Task statement. The word "motd" marks the lines to keep; find each one in the data and copy it.

++++++++++

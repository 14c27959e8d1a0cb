//! End-to-end lifecycle scenarios
//!
//! Each test drives a config the way an application would: open at
//! startup, change values at runtime, and live through hand edits of the
//! file by someone else.

use std::time::Duration;

use cfgsync_core::{FieldType, LoadTrigger, ReloadEvent, SyncedConfig};
use cfgsync_document::{DocPath, Document, DocumentNode, Format};
use cfgsync_test_utils::{TestConfigFile, wait_until};
use predicates::prelude::*;
use pretty_assertions::assert_eq;

const POLL: Duration = Duration::from_millis(50);
const SETTLE: Duration = Duration::from_secs(5);

cfgsync_core::config_fields! {
    #[derive(Debug, Clone, PartialEq)]
    pub struct ChatConfig {
        /// Message of the day
        pub motd: String = "Welcome!".to_string(),
        #[category("limits")]
        pub limits_max_players: i32 = 20,
        #[category("limits")]
        pub limits_message_bytes: i64 = 4096,
        #[category("moderation")]
        pub moderation_banned_words: Vec<String> = Vec::new(),
        #[category("moderation")]
        pub moderation_enabled: bool = true,
    }
}

fn open(file: &TestConfigFile) -> SyncedConfig<ChatConfig> {
    SyncedConfig::builder(file.path())
        .poll_interval(POLL)
        .open(ChatConfig::default())
        .expect("Should open config")
}

// =============================================================================
// Startup
// =============================================================================

#[test]
fn test_first_run_writes_categorized_defaults() {
    let file = TestConfigFile::nested("chat.json");
    let _config = open(&file);

    let content = file.read();
    let layout = predicate::str::contains("\"limits\": {")
        .and(predicate::str::contains("\"max_players\": 20"))
        .and(predicate::str::contains("\"moderation\": {"))
        .and(predicate::str::contains("\"banned_words\": []"))
        .and(predicate::str::contains("\"enabled\": true"));
    assert!(layout.eval(&content), "unexpected layout:\n{content}");

    let motd = content.find("\"motd\"").unwrap();
    let limits = content.find("\"limits\"").unwrap();
    let moderation = content.find("\"moderation\"").unwrap();
    assert!(motd < limits && limits < moderation, "keys out of declaration order");
}

#[test]
fn test_second_run_keeps_user_values() {
    let file = TestConfigFile::new("chat.json");
    {
        let config = open(&file);
        config.set("limits_max_players", 64).unwrap();
        config.set("moderation_banned_words", vec!["spam".to_string()]).unwrap();
    }

    let config = open(&file);
    let host = config.snapshot();
    assert_eq!(host.limits_max_players, 64);
    assert_eq!(host.moderation_banned_words, vec!["spam".to_string()]);
}

// =============================================================================
// Runtime edits
// =============================================================================

#[test]
fn test_hand_edit_with_missing_key_is_healed() {
    let file = TestConfigFile::new("chat.json");
    let config = open(&file);
    let events = config.subscribe();

    // Someone deletes the whole moderation block and lowers the player cap
    file.write_external(r#"{"motd": "Edited", "limits": {"max_players": 5, "message_bytes": 10}}"#);

    let report = loop {
        match events.recv_timeout(SETTLE).expect("watcher should reload") {
            ReloadEvent::Loaded {
                trigger: LoadTrigger::Watcher,
                report,
            } => break report,
            _ => continue,
        }
    };
    assert_eq!(
        report.healed,
        vec!["moderation_banned_words".to_string(), "moderation_enabled".to_string()]
    );
    assert_eq!(config.get_as::<String>("motd").unwrap(), "Edited");
    assert_eq!(config.get_as::<i32>("limits_max_players").unwrap(), 5);

    // The next write-through carries the healed block to disk
    config.set("motd", "Saved").unwrap();
    let saved = file.read_json();
    assert_eq!(saved["moderation"]["enabled"], serde_json::json!(true));
    assert_eq!(saved["limits"]["max_players"], serde_json::json!(5));
}

#[test]
fn test_two_instances_share_one_file() {
    let file = TestConfigFile::new("chat.json");
    let writer = open(&file);
    let reader = open(&file);

    writer.set("motd", "from writer").unwrap();

    // Same content, but a modification time the reader cannot have seen on a coarse clock
    let content = file.read();
    file.write_external(&content);

    assert!(wait_until(SETTLE, || {
        reader.get_as::<String>("motd").unwrap() == "from writer"
    }));
}

#[test]
fn test_yaml_storage_end_to_end() {
    let file = TestConfigFile::new("chat.yml");
    let config = open(&file);
    assert_eq!(config.format(), Format::Yaml);

    file.write_external(
        "motd: hi\nlimits:\n  max_players: 7\n  message_bytes: 1\nmoderation:\n  enabled: false\n  banned_words:\n    - foo\n    - 12\n",
    );
    assert!(wait_until(SETTLE, || {
        config.with_host(|h| h.limits_max_players) == 7
    }));

    let host = config.snapshot();
    assert!(!host.moderation_enabled);
    // Non-string elements are dropped
    assert_eq!(host.moderation_banned_words, vec!["foo".to_string()]);

    let parsed = Document::parse_as(&file.read(), Format::Yaml).unwrap();
    assert_eq!(
        parsed.get(&DocPath::parse("limits.max_players")),
        Some(&DocumentNode::Int(7))
    );
}

#[test]
fn test_list_fields_by_type() {
    let file = TestConfigFile::new("chat.json");
    let config = open(&file);

    assert_eq!(
        config.list_fields(Some(FieldType::INT64)),
        vec!["limits_message_bytes".to_string()]
    );
    let lists: Vec<_> = config
        .list_fields(None)
        .into_iter()
        .filter(|name| config.schema().get(name).unwrap().field_type().is_list())
        .collect();
    assert_eq!(lists, vec!["moderation_banned_words".to_string()]);
}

++++++++++

Output of the task.
        pub motd: String = "Welcome!".to_string(),
    let motd = content.find("\"motd\"").unwrap();
    assert!(motd < limits && limits < moderation, "keys out of declaration order");
    file.write_external(r#"{"motd": "Edited", "limits": {"max_players": 5, "message_bytes": 10}}"#);
    assert_eq!(config.get_as::<String>("motd").unwrap(), "Edited");
    config.set("motd", "Saved").unwrap();
    writer.set("motd", "from writer").unwrap();
        reader.get_as::<String>("motd").unwrap() == "from writer"
        "motd: hi\nlimits:\n  max_players: 7\n  message_bytes: 1\nmoderation:\n  enabled: false\n  banned_words:\n    - foo\n    - 12\n",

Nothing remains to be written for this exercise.